#### DATA SECTION:
_ _ _ _
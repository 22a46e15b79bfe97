use std::time::Duration;

use pagedom::{
    Color, Document, Element, Event, Rect, ScrollBehavior, ScrollRecord, Surface, Tag,
};
use portfolio::form::{LOADING_LABEL, SUCCESS_ID, SUCCESS_MESSAGE, SubmissionStatus};
use portfolio::site::portfolio_document;
use portfolio::validation::Field;
use portfolio::{Page, PageConfig};

const SEND_LABEL: &str = r#"<i class="fas fa-paper-plane"></i> Send Message"#;

fn mounted() -> Page<Document> {
    let mut page = Page::new(portfolio_document(), PageConfig::default().without_typing());
    page.mount();
    page
}

fn fill(page: &mut Page<Document>, name: &str, email: &str, message: &str) {
    page.dispatch(Event::input("name", name));
    page.dispatch(Event::input("email", email));
    page.dispatch(Event::input("message", message));
}

fn submit_button(page: &Page<Document>) -> String {
    page.form()
        .and_then(|form| form.submit_control(page.surface()))
        .expect("site has a submit button")
}

/// Error text for `field`, if its container is showing.
fn shown_error(page: &Page<Document>, field: Field) -> Option<String> {
    page.surface()
        .element(&field.error_id())
        .filter(|el| el.style.is_block())
        .map(|el| el.markup().to_string())
}

fn border(page: &Page<Document>, id: &str) -> Option<Color> {
    page.surface()
        .element(id)
        .and_then(|el| el.style.border_color.clone())
}

fn ms(ms: u64) -> Duration {
    Duration::from_millis(ms)
}

// ============================================================================
// Submission accepted
// ============================================================================

#[test]
fn test_valid_submit_enters_submitting() {
    let mut page = mounted();
    fill(&mut page, "Jane Doe", "jane@example.com", "Hello, this is a test message.");

    let prevented = page.dispatch(Event::submit("contact-form"));
    assert!(prevented);

    let button = submit_button(&page);
    let el = page.surface().element(&button).unwrap();
    assert!(el.disabled);
    assert_eq!(el.markup(), LOADING_LABEL);

    let form = page.form().unwrap();
    assert_eq!(form.state().status(), SubmissionStatus::Submitting);
    assert!(form.pending_submission().is_some());
    assert_eq!(page.next_deadline(), Some(ms(2000)));
    for field in Field::ALL {
        assert_eq!(shown_error(&page, field), None);
    }
}

#[test]
fn test_submission_completes_after_delay() {
    let mut page = mounted();
    fill(&mut page, "Jane Doe", "jane@example.com", "Hello, this is a test message.");
    page.dispatch(Event::submit("contact-form"));
    let button = submit_button(&page);

    page.advance(ms(1999));
    assert!(page.surface().element(&button).unwrap().disabled);
    assert_eq!(page.surface().value("name").as_deref(), Some("Jane Doe"));

    page.advance(ms(1));
    let el = page.surface().element(&button).unwrap();
    assert!(!el.disabled);
    assert_eq!(el.markup(), SEND_LABEL);

    let success = page.surface().element(SUCCESS_ID).unwrap();
    assert!(success.style.is_block());
    assert_eq!(success.markup(), SUCCESS_MESSAGE);

    for field in Field::ALL {
        assert_eq!(page.surface().value(field.name()).as_deref(), Some(""));
    }
    let form = page.form().unwrap();
    assert_eq!(form.state().status(), SubmissionStatus::Idle);
    assert!(form.pending_submission().is_none());
}

#[test]
fn test_success_message_hides_after_display_time() {
    let mut page = mounted();
    fill(&mut page, "Jane Doe", "jane@example.com", "Hello, this is a test message.");
    page.dispatch(Event::submit("contact-form"));

    page.advance(ms(2000));
    page.advance(ms(4999));
    assert!(page.surface().element(SUCCESS_ID).unwrap().style.is_block());

    page.advance(ms(1));
    assert!(!page.surface().element(SUCCESS_ID).unwrap().is_displayed());
    assert_eq!(page.pending_tasks(), 0);
}

#[test]
fn test_configured_delays() {
    let config = PageConfig::default()
        .without_typing()
        .submission_delay(ms(10))
        .success_display(ms(20));
    let mut page = Page::new(portfolio_document(), config);
    page.mount();
    fill(&mut page, "Jane Doe", "jane@example.com", "Hello, this is a test message.");
    page.dispatch(Event::submit("contact-form"));

    page.advance(ms(10));
    assert!(page.surface().element(SUCCESS_ID).unwrap().style.is_block());
    page.advance(ms(20));
    assert!(!page.surface().element(SUCCESS_ID).unwrap().is_displayed());
}

#[test]
fn test_submit_while_submitting_is_ignored() {
    let mut page = mounted();
    fill(&mut page, "Jane Doe", "jane@example.com", "Hello, this is a test message.");
    page.dispatch(Event::submit("contact-form"));
    let first = page.form().unwrap().pending_submission();

    // A second submit event still has its navigation suppressed.
    assert!(page.dispatch(Event::submit("contact-form")));
    assert_eq!(page.form().unwrap().pending_submission(), first);
    assert_eq!(page.pending_tasks(), 1);
}

#[test]
fn test_clicking_submit_button_submits_form() {
    let mut page = mounted();
    fill(&mut page, "Jane Doe", "jane@example.com", "Hello, this is a test message.");
    let button = submit_button(&page);

    page.dispatch(Event::click(&button));
    assert_eq!(page.form().unwrap().state().status(), SubmissionStatus::Submitting);

    // The disabled button swallows further clicks.
    page.dispatch(Event::click(&button));
    assert_eq!(page.pending_tasks(), 1);
}

#[test]
fn test_surrounding_whitespace_is_accepted() {
    let mut page = mounted();
    fill(&mut page, "  Jane Doe  ", " jane@example.com ", "   Hello, this is a test message.   ");
    page.dispatch(Event::submit("contact-form"));
    assert_eq!(page.form().unwrap().state().status(), SubmissionStatus::Submitting);
}

// ============================================================================
// Submission rejected
// ============================================================================

#[test]
fn test_invalid_submit_shows_every_error() {
    let mut page = mounted();
    fill(&mut page, "", "bad", "short");

    assert!(page.dispatch(Event::submit("contact-form")));

    assert_eq!(shown_error(&page, Field::Name).as_deref(), Some("Name is required"));
    assert_eq!(
        shown_error(&page, Field::Email).as_deref(),
        Some("Please enter a valid email address")
    );
    assert_eq!(
        shown_error(&page, Field::Message).as_deref(),
        Some("Message must be at least 10 characters long")
    );
    for field in Field::ALL {
        assert_eq!(border(&page, field.name()), Some(Color::rgb(0xff, 0x3b, 0x30)));
    }

    let button = submit_button(&page);
    let el = page.surface().element(&button).unwrap();
    assert!(!el.disabled);
    assert_eq!(el.markup(), SEND_LABEL);
    assert_eq!(page.form().unwrap().state().status(), SubmissionStatus::Idle);
    assert_eq!(page.pending_tasks(), 0);
}

#[test]
fn test_invalid_submit_scrolls_first_error_into_view() {
    let mut page = mounted();
    fill(&mut page, "Jane Doe", "bad", "Hello, this is a test message.");
    page.dispatch(Event::submit("contact-form"));

    // email-error sits at 3492..3512; centred in a 720px viewport
    assert_eq!(
        page.surface().last_scroll(),
        Some(ScrollRecord {
            top: 3142,
            behavior: ScrollBehavior::Smooth
        })
    );
    assert_eq!(page.surface().scroll_offset(), 3142);
}

#[test]
fn test_resubmit_clears_stale_errors() {
    let mut page = mounted();
    fill(&mut page, "", "bad", "short");
    page.dispatch(Event::submit("contact-form"));

    fill(&mut page, "Jane Doe", "jane@example.com", "short");
    page.dispatch(Event::submit("contact-form"));

    assert_eq!(shown_error(&page, Field::Name), None);
    assert_eq!(shown_error(&page, Field::Email), None);
    assert_eq!(
        shown_error(&page, Field::Message).as_deref(),
        Some("Message must be at least 10 characters long")
    );
    assert_eq!(border(&page, "name"), Some(Color::var("--border-color")));
}

#[test]
fn test_name_rules_in_order() {
    let mut page = mounted();
    let cases = [
        ("J", "Name must be at least 2 characters long"),
        ("Jane3", "Name can only contain letters and spaces"),
    ];
    for (value, message) in cases {
        page.dispatch(Event::input("name", value));
        page.dispatch(Event::blur("name"));
        assert_eq!(shown_error(&page, Field::Name).as_deref(), Some(message));
    }

    // No upper bound on names.
    page.dispatch(Event::input("name", "A".repeat(200)));
    page.dispatch(Event::blur("name"));
    assert_eq!(shown_error(&page, Field::Name), None);
}

#[test]
fn test_message_too_long() {
    let mut page = mounted();
    page.dispatch(Event::input("message", "x".repeat(1001)));
    page.dispatch(Event::blur("message"));
    assert_eq!(
        shown_error(&page, Field::Message).as_deref(),
        Some("Message must be less than 1000 characters")
    );

    page.dispatch(Event::input("message", "x".repeat(1000)));
    page.dispatch(Event::blur("message"));
    assert_eq!(shown_error(&page, Field::Message), None);
}

// ============================================================================
// Real-time feedback
// ============================================================================

#[test]
fn test_blur_validates_single_field() {
    let mut page = mounted();
    page.dispatch(Event::blur("email"));

    assert_eq!(shown_error(&page, Field::Email).as_deref(), Some("Email is required"));
    assert_eq!(shown_error(&page, Field::Name), None);
    assert_eq!(shown_error(&page, Field::Message), None);
}

#[test]
fn test_input_hides_error_without_revalidating() {
    let mut page = mounted();
    page.dispatch(Event::blur("name"));
    assert!(shown_error(&page, Field::Name).is_some());

    // Still invalid, but typing hides the message until the next blur.
    page.dispatch(Event::input("name", "J"));
    assert_eq!(shown_error(&page, Field::Name), None);
    assert_eq!(border(&page, "name"), Some(Color::var("--border-color")));
    assert!(!page.form().unwrap().state().is_error_visible(Field::Name));

    page.dispatch(Event::blur("name"));
    assert_eq!(
        shown_error(&page, Field::Name).as_deref(),
        Some("Name must be at least 2 characters long")
    );
}

#[test]
fn test_blur_is_idempotent() {
    let mut page = mounted();
    page.dispatch(Event::input("email", "jane@"));
    page.dispatch(Event::blur("email"));
    let first = (shown_error(&page, Field::Email), border(&page, "email"));
    page.dispatch(Event::blur("email"));
    let second = (shown_error(&page, Field::Email), border(&page, "email"));
    assert_eq!(first, second);
}

#[test]
fn test_valid_blur_clears_previous_error() {
    let mut page = mounted();
    page.dispatch(Event::blur("name"));
    page.dispatch(Event::input("name", "Jane"));
    page.dispatch(Event::blur("name"));

    assert_eq!(shown_error(&page, Field::Name), None);
    let state = page.form().unwrap().state();
    assert!(state.field(Field::Name).is_some_and(|f| f.validity.valid));
}

// ============================================================================
// Missing markup
// ============================================================================

fn bare_form() -> Document {
    let root = Element::body().rect(Rect::new(0, 0, 800, 1200)).child(
        Element::new(Tag::Form)
            .id("contact-form")
            .child(Element::input("name"))
            .child(Element::input("email"))
            .child(Element::textarea("message"))
            .child(Element::submit_button("Send")),
    );
    Document::new(root)
}

#[test]
fn test_missing_error_containers_are_tolerated() {
    let mut page = Page::new(bare_form(), PageConfig::default().without_typing());
    page.mount();

    page.dispatch(Event::blur("name"));
    assert_eq!(border(&page, "name"), Some(Color::rgb(0xff, 0x3b, 0x30)));

    page.dispatch(Event::submit("contact-form"));
    assert_eq!(page.form().unwrap().state().status(), SubmissionStatus::Idle);
}

#[test]
fn test_missing_success_container_still_resets() {
    let mut page = Page::new(bare_form(), PageConfig::default().without_typing());
    page.mount();
    fill(&mut page, "Jane Doe", "jane@example.com", "Hello, this is a test message.");
    page.dispatch(Event::submit("contact-form"));
    page.advance(ms(2000));

    assert_eq!(page.surface().value("name").as_deref(), Some(""));
    assert_eq!(page.form().unwrap().state().status(), SubmissionStatus::Idle);
    assert_eq!(page.pending_tasks(), 0);
}

#[test]
fn test_page_without_form_mounts() {
    let mut page = Page::new(
        Document::new(Element::body()),
        PageConfig::default().without_typing(),
    );
    page.mount();
    assert!(!page.dispatch(Event::submit("contact-form")));
    assert_eq!(page.form().unwrap().state().status(), SubmissionStatus::Idle);
}

#[test]
fn test_disabled_submit_button_does_not_submit() {
    let root = Element::body().child(
        Element::new(Tag::Form)
            .id("contact-form")
            .child(Element::input("name"))
            .child(Element::submit_button("Send").id("send").disabled(true)),
    );
    let mut page = Page::new(Document::new(root), PageConfig::default().without_typing());
    page.mount();

    assert!(!page.dispatch(Event::click("send")));
    assert_eq!(page.surface().markup("send").as_deref(), Some("Send"));
    assert_eq!(page.form().unwrap().state().status(), SubmissionStatus::Idle);
}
_ _ _ _
#### WORK INSTRUCTION:
The answer needed is a single number: how many lines in the records above hold the string "body". Please write nothing else.

#### RESULT OF THIS EXERCISE:
3